We’d been low-key flirting all summer. And up until a few weeks ago, I might’ve squealed like a little girl on the inside at his invitation. But now…
“Oh, I’m sorry,” he said, clocking the hesitant look on my face. He stuck the surfboard I’d loaned him fin side up in the sand. “I thought perhaps there were some growing feelings between you and me. But if you don’t want that…”
Growing feelings. Could his voice be any richer and more melodic? It was like honey poured over chocolate. And I loved the poetic way he said stuff. It made me feel sophisticated. The opposite of a broke surfer who could barely afford wax for her board these days…and who had somehow got herself caught up in a two-year ownership deal.
“No, I’d like to keep on teaching you,” I rushed to tell him, pushing that weird guilty feeling aside. “And you know…maybe see you outside of the ocean.”

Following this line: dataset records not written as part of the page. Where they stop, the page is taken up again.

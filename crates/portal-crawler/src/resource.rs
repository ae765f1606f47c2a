use std::collections::BTreeMap;
use std::fmt;

use chrono::{DateTime, Utc};
use serde::{Deserialize, Serialize};

use crate::error::FetchError;
use crate::store::ContentHash;

/// A remote resource discovered on a listing page, not yet fetched.
#[derive(Debug, Clone, PartialEq, Eq, Serialize, Deserialize)]
#[serde(rename_all = "camelCase")]
pub struct ResourceDescriptor {
    pub url: String,
    /// Unique within one discovery pass
    pub external_id: String,
    /// Opaque comparable value, only ever tested for equality
    pub last_modified_hint: Option<String>,
    pub title: Option<String>,
}

impl ResourceDescriptor {
    pub fn new(url: impl Into<String>) -> Self {
        let url = url.into();
        Self {
            external_id: url.clone(),
            url,
            last_modified_hint: None,
            title: None,
        }
    }

    pub fn with_hint(mut self, hint: impl Into<String>) -> Self {
        self.last_modified_hint = Some(hint.into());
        self
    }

    pub fn with_title(mut self, title: impl Into<String>) -> Self {
        self.title = Some(title.into());
        self
    }

    pub fn with_external_id(mut self, id: impl Into<String>) -> Self {
        self.external_id = id.into();
        self
    }
}

#[derive(Clone, PartialEq, Eq)]
pub struct RawPayload {
    pub content_hash: ContentHash,
    pub bytes: Vec<u8>,
    pub fetched_at: DateTime<Utc>,
    pub source_url: String,
}

impl RawPayload {
    pub fn new(bytes: Vec<u8>, source_url: impl Into<String>) -> Self {
        Self {
            content_hash: ContentHash::of(&bytes),
            bytes,
            fetched_at: Utc::now(),
            source_url: source_url.into(),
        }
    }
}

impl fmt::Debug for RawPayload {
    fn fmt(&self, f: &mut fmt::Formatter<'_>) -> fmt::Result {
        f.debug_struct("RawPayload")
            .field("content_hash", &self.content_hash)
            .field("len", &self.bytes.len())
            .field("fetched_at", &self.fetched_at)
            .field("source_url", &self.source_url)
            .finish()
    }
}

#[derive(Debug, Clone, PartialEq, Serialize, Deserialize)]
#[serde(tag = "type", content = "value", rename_all = "camelCase")]
pub enum FieldValue {
    Text(String),
    Number(f64),
    Timestamp(DateTime<Utc>),
    Missing,
}

impl FieldValue {
    pub fn as_text(&self) -> Option<&str> {
        match self {
            Self::Text(s) => Some(s),
            _ => None,
        }
    }

    pub fn as_number(&self) -> Option<f64> {
        match self {
            Self::Number(n) => Some(*n),
            _ => None,
        }
    }

    pub fn is_missing(&self) -> bool {
        matches!(self, Self::Missing)
    }
}

impl fmt::Display for FieldValue {
    fn fmt(&self, f: &mut fmt::Formatter<'_>) -> fmt::Result {
        match self {
            Self::Text(s) => f.write_str(s),
            Self::Number(n) => write!(f, "{n}"),
            Self::Timestamp(t) => write!(f, "{}", t.to_rfc3339()),
            Self::Missing => Ok(()),
        }
    }
}

#[derive(Debug, Clone, PartialEq, Serialize, Deserialize)]
#[serde(rename_all = "camelCase")]
pub struct Record {
    /// Stable business key
    pub record_id: String,
    pub fields: BTreeMap<String, FieldValue>,
    pub source_content_hash: ContentHash,
    pub parsed_at: DateTime<Utc>,
}

impl Record {
    pub fn field(&self, name: &str) -> Option<&FieldValue> {
        self.fields.get(name)
    }
}

#[derive(Debug, Clone, Copy, PartialEq, Eq, Serialize, Deserialize)]
#[serde(rename_all = "camelCase")]
pub enum SkipReason {
    /// The listing hint matches the one recorded on a previous run
    Unchanged,
    Cancelled,
}

impl fmt::Display for SkipReason {
    fn fmt(&self, f: &mut fmt::Formatter<'_>) -> fmt::Result {
        match self {
            Self::Unchanged => f.write_str("unchanged"),
            Self::Cancelled => f.write_str("cancelled"),
        }
    }
}

#[derive(Debug, Clone)]
pub enum FetchOutcome {
    Success(RawPayload),
    Skipped(SkipReason),
    Failed { error: FetchError, attempts: u32 },
}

Faizan’s face lit up at my suggestion. “I would like that too. Very much.”
His direct and authentic answer made me regret hesitating even for a moment.
“Okay, well, give me your phone then, and I’ll put in my number,” I said, grinning up at him.
Faizan grinned back at me, and he went to fetch his phone from the steps leading up to the house just as Mika and Albie came over to join me. Each of them carried an end of the longboard they’d shared for today’s surfing session, which made for a super cute mother and son picture.
“That was amazing!” Mika said with her usual good cheer on steroids. “Faizan, you’re getting really good!”
“Well, he had an awesome teacher,” I pointed out with a teasing tone.
But instead of co-signing my claim, Faizan frowned down at his phone.
“Everything all right?” I asked, even though I already knew what that particular frowny face meant after a summer of coming over here.
The Broken Billionaire wanted something. I cast my eyes up to the luxurious lanai at the top of the steps. Sure enough, there he was, sitting in his wheelchair on the other side of the pool, watching us like he did whenever we all went down to the ocean.
If he groomed his beard or bothered to comb his tangled black hair or treated my sister a little better, I might have classified him as hot too. But all his attractiveness was pretty much lost under that blanket of torture, and I didn’t like how his eyes followed my sister wherever she went. Like she was his possession and only on loan to me.